Welcome to House Calls, in which Curbed tours the lovely, offbeat, or otherwise awesome homes of regular Angelenos. Think your space should be featured next? Drop us a line with a few photos and details about your place.


The condominium that Jonathan's real estate agent took him to see had been on the market for months. The place certainly had potential. At around 1,250 square feet, the size alone was a major selling point for the New York transplant. But it had historic charm too; located inside one of those French chateau-looking buildings built in the 1920s and '30s that dot the blocks of Koreatown, the condo had much-coveted features like a wood-burning fireplace and the original '20s-era mantel, coved ceilings, and wood floors. But many of the features inside the one-bedroom, one-bathroom unit were dated, leftovers from the building's conversion to condos in the mid-2000s. But Jonathan wasn't too intimidated. "I had done a project in New York where it was also a complete gut job, so I can kind of see past what you see the first time and have an idea of what needs to happen," the 39-year-old photographer says.





Before photo courtesy the homeowner.

The positives outweighed the negatives in the end, and in the beginning of 2015, Jonathan purchased his new home for just shy of $500,000. The kitchen and the bathroom were at the top of the to-do list. In the kitchen, new countertops and appliances were put in; the cabinets stayed, but received new paint. The bathroom was another story. "When we took the tiles off in the bathroom, we got [to see] basically how badly it was before. Some of the pipes were held up with duct tape. You open that up and it's like, 'Oh, there's another $3,000,' because you have to do that now." Luckily, this was not Jonathan's first rodeo, and he'd known that eternal truth of renovations: things almost always end up costing more than you thought they would.

Jonathan was lucky—or unlucky, depending on the point of view—in that he didn't have to live in his new home while all the duct tape was coming down and the kitchen counters were being put in. The rental he'd been living in when he bought his new residence was month-to-month, so he was able to keep his old apartment and live there for the three months or so it took to transform his home. "But at the same time, I was paying a mortgage and a rent. It's not something you want to have going on for a while, but I knew there was no way I would live through the renovation." He moved in in April 2015.

The residence is entered from a modest, stylish foyer, which Jonathan painted jet black.
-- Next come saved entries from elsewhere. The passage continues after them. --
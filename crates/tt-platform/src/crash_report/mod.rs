mod report;
mod sanitize;

pub use report::{write_crash_report, CrashReport, PanicLocation};
pub use sanitize::sanitize_secrets;

#[cfg(test)]
mod tests {
    use super::*;

    #[test]
    fn sanitize_redacts_entry_url_token() {
        let input = "navigate failed: http://127.0.0.1:9091/index.html?token=Zx81_aa-q&x=1";
        let result = sanitize_secrets(input);
        assert!(
            !result.contains("Zx81_aa-q"),
            "query token should be redacted, got: {result}"
        );
        assert!(result.contains("token=[REDACTED]&x=1"));
    }

    #[test]
    fn sanitize_redacts_auth_header() {
        let input = "request headers: X-TT-Auth: 0123456789abcdef";
        let result = sanitize_secrets(input);
        assert!(!result.contains("0123456789abcdef"));
        assert!(result.contains("X-TT-Auth: [REDACTED]"));
    }

    #[test]
    fn sanitize_redacts_json_token_field() {
        let input = r#"{"type":"event","name":"auth-token","payload":{"token":"hunter2","port":"9091"}}"#;
        let result = sanitize_secrets(input);
        assert!(!result.contains("hunter2"));
        assert!(result.contains(r#""token":"[REDACTED]""#));
        assert!(result.contains(r#""port":"9091""#));
    }

    #[test]
    fn sanitize_redacts_bearer() {
        let input = "header: Bearer eyJhbGciOiJIUzI1NiIsInR5cCI6IkpXVCJ9.payload.signature";
        let result = sanitize_secrets(input);
        assert!(!result.contains("eyJhbGciOiJIUzI1NiIsInR5cCI6IkpXVCJ9"));
        assert!(result.contains("[REDACTED]"));
    }

    #[test]
    fn sanitize_leaves_normal_text() {
        let input =
            "thread 'main' panicked at 'index out of bounds: the len is 3 but the index is 5'";
        assert_eq!(sanitize_secrets(input), input);

        let input2 = "connection refused to 127.0.0.1:9091";
        assert_eq!(sanitize_secrets(input2), input2);

        assert_eq!(sanitize_secrets(""), "");
    }
}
In fact, the walls and ceilings are all painted in various shades of gray, which Jonathan wasn't sure was a good idea until it was all done. "I was getting worried that it was turning into a Fifty Shades of Grey place—not in the sense of the movie, but in the sense that it's gray, black, white—but it worked out." The monochrome palate is echoed in the art on the walls—all original architectural and landscape photos he himself took. In the living room, he's mounted large prints of photos he took with his iPhone from a moving train in Switzerland. As a photographer, he has a backlog of cool photos at his disposal that offer an easy and relatively inexpensive way to change up the decor whenever he pleases.

One wall that's not any hue of gray is in the bedroom. Get closer to the dark olive green wall and notice that there's actually a 3D art piece up there: a mounted animal head painted the exact same color. It's not the real thing. "I wanted to do something with antlers. Restoration Hardware used to make a wooden one which was stunning, but then they stopped making them and you couldn't find it." So instead, he found a "cheap plastic one" and had it spray painted with the paint he used for the wall.

From renovating major sections of the space to finding the perfect color of fake animal head to hang over the bed, the process of transforming the Koreatown condo has all been worth it, Jonathan says. "I'm not here to flip homes. This is my home. [It's] the only place I'm living in."